WHAT TO DO
What is needed is an exact copy of all the records, written out in full.

INPUT DATA
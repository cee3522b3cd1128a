use crate::{BusInfo, CanFrame, Result};

/// Adapter discovery for one backend.
pub trait CanDriver: Send + Sync {
    /// Backend name used in logs (e.g. "mock", "slcan").
    fn name(&self) -> &str;

    /// Enumerate attached adapters, in discovery order.
    fn scan(&self) -> Result<Vec<BusInfo>>;

    /// Open a previously discovered adapter. The returned bus is not yet started.
    fn open(&self, info: &BusInfo) -> Result<Box<dyn CanBus>>;
}

/// A minimal blocking CAN adapter handle.
pub trait CanBus: Send {
    /// Set the bus bitrate in bit/s. Must be called before [`CanBus::start`].
    fn set_bitrate(&mut self, bitrate: u32) -> Result<()>;

    /// Put the adapter into normal (active) mode.
    fn start(&mut self) -> Result<()>;

    /// Receive one frame (blocking with optional timeout in milliseconds).
    ///
    /// Returns [`crate::TransportError::Timeout`] when nothing arrived in time.
    fn recv(&mut self, timeout_ms: Option<u64>) -> Result<CanFrame>;

    /// Send one frame.
    fn send(&mut self, frame: &CanFrame) -> Result<()>;

    /// Leave the bus. Calling it on a stopped adapter is a no-op.
    fn stop(&mut self) -> Result<()>;
}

TASK RESULT
repository cee3522b3cd1128a
use crate::{BusInfo, CanFrame, Result};

/// Adapter discovery for one backend.
pub trait CanDriver: Send + Sync {
    /// Backend name used in logs (e.g. "mock", "slcan").
    fn name(&self) -> &str;

    /// Enumerate attached adapters, in discovery order.
    fn scan(&self) -> Result<Vec<BusInfo>>;

    /// Open a previously discovered adapter. The returned bus is not yet started.
    fn open(&self, info: &BusInfo) -> Result<Box<dyn CanBus>>;
}

/// A minimal blocking CAN adapter handle.
pub trait CanBus: Send {
    /// Set the bus bitrate in bit/s. Must be called before [`CanBus::start`].
    fn set_bitrate(&mut self, bitrate: u32) -> Result<()>;

    /// Put the adapter into normal (active) mode.
    fn start(&mut self) -> Result<()>;

    /// Receive one frame (blocking with optional timeout in milliseconds).
    ///
    /// Returns [`crate::TransportError::Timeout`] when nothing arrived in time.
    fn recv(&mut self, timeout_ms: Option<u64>) -> Result<CanFrame>;

    /// Send one frame.
    fn send(&mut self, frame: &CanFrame) -> Result<()>;

    /// Leave the bus. Calling it on a stopped adapter is a no-op.
    fn stop(&mut self) -> Result<()>;
}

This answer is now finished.